» DATASET CONTENT
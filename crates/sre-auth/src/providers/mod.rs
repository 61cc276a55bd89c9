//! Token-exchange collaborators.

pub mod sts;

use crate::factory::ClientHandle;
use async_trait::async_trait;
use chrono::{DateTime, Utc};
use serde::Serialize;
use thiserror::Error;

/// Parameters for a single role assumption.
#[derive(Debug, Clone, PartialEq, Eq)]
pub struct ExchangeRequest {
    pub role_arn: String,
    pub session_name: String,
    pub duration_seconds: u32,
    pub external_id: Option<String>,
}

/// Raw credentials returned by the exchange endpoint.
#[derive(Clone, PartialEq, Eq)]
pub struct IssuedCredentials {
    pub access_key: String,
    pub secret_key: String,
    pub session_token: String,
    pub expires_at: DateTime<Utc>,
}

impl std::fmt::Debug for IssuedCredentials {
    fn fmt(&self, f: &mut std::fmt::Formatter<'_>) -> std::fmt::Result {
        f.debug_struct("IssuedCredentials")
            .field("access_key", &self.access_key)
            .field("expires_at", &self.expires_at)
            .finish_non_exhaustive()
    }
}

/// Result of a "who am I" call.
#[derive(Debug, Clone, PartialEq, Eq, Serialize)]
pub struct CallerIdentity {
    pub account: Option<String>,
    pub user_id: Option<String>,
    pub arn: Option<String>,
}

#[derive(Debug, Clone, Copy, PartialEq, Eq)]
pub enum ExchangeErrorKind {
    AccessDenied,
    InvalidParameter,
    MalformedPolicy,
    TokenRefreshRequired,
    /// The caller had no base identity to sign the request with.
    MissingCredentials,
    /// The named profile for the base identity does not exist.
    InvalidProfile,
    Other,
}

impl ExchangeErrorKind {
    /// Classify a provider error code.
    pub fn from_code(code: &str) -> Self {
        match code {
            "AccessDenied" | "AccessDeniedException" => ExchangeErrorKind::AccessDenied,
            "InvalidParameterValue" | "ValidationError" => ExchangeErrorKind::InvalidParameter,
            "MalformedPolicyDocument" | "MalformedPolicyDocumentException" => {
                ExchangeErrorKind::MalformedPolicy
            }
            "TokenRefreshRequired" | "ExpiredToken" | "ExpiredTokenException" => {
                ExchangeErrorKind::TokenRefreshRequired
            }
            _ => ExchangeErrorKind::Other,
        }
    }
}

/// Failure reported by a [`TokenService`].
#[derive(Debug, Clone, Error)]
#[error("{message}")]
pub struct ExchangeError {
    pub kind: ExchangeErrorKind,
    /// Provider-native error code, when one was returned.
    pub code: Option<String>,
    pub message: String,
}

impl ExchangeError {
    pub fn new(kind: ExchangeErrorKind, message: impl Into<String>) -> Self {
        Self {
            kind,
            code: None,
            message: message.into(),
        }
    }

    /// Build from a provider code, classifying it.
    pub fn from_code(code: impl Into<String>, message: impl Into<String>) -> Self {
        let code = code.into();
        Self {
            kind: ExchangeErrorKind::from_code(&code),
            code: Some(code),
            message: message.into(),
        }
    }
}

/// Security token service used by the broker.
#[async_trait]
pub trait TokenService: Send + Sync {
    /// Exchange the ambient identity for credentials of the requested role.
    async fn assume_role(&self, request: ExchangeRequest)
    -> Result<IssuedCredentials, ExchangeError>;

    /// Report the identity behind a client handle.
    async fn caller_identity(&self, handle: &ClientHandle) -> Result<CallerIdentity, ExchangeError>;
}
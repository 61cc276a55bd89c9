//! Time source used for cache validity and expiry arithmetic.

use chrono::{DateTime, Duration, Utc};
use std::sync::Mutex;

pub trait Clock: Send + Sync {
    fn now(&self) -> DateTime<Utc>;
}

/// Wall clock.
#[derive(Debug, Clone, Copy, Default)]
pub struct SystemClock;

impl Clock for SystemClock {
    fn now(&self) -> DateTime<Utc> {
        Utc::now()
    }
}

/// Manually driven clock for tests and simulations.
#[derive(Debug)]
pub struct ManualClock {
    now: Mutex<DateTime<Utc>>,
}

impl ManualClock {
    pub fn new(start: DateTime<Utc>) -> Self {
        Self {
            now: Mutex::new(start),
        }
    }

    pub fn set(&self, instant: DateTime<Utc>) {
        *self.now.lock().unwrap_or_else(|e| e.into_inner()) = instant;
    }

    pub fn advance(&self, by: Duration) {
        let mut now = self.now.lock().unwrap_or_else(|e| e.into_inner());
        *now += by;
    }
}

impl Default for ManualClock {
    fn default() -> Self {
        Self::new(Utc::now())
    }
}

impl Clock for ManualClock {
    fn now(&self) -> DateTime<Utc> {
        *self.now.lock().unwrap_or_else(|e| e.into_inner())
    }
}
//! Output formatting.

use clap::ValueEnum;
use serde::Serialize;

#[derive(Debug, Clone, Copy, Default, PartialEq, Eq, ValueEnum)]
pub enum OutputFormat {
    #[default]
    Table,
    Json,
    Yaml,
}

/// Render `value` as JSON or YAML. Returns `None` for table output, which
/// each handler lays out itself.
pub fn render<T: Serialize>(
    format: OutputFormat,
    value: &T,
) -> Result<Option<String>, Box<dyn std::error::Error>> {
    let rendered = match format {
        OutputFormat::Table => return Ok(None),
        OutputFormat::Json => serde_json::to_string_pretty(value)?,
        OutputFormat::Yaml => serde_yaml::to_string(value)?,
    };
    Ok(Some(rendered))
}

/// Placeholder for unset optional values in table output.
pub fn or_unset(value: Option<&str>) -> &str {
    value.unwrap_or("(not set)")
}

» TASK
Work through the entries, filtering for the string "OutputFormat", and copy each line that holds it.

» WRITTEN RESPONSE
pub enum OutputFormat {
    format: OutputFormat,
        OutputFormat::Table => return Ok(None),
        OutputFormat::Json => serde_json::to_string_pretty(value)?,
        OutputFormat::Yaml => serde_yaml::to_string(value)?,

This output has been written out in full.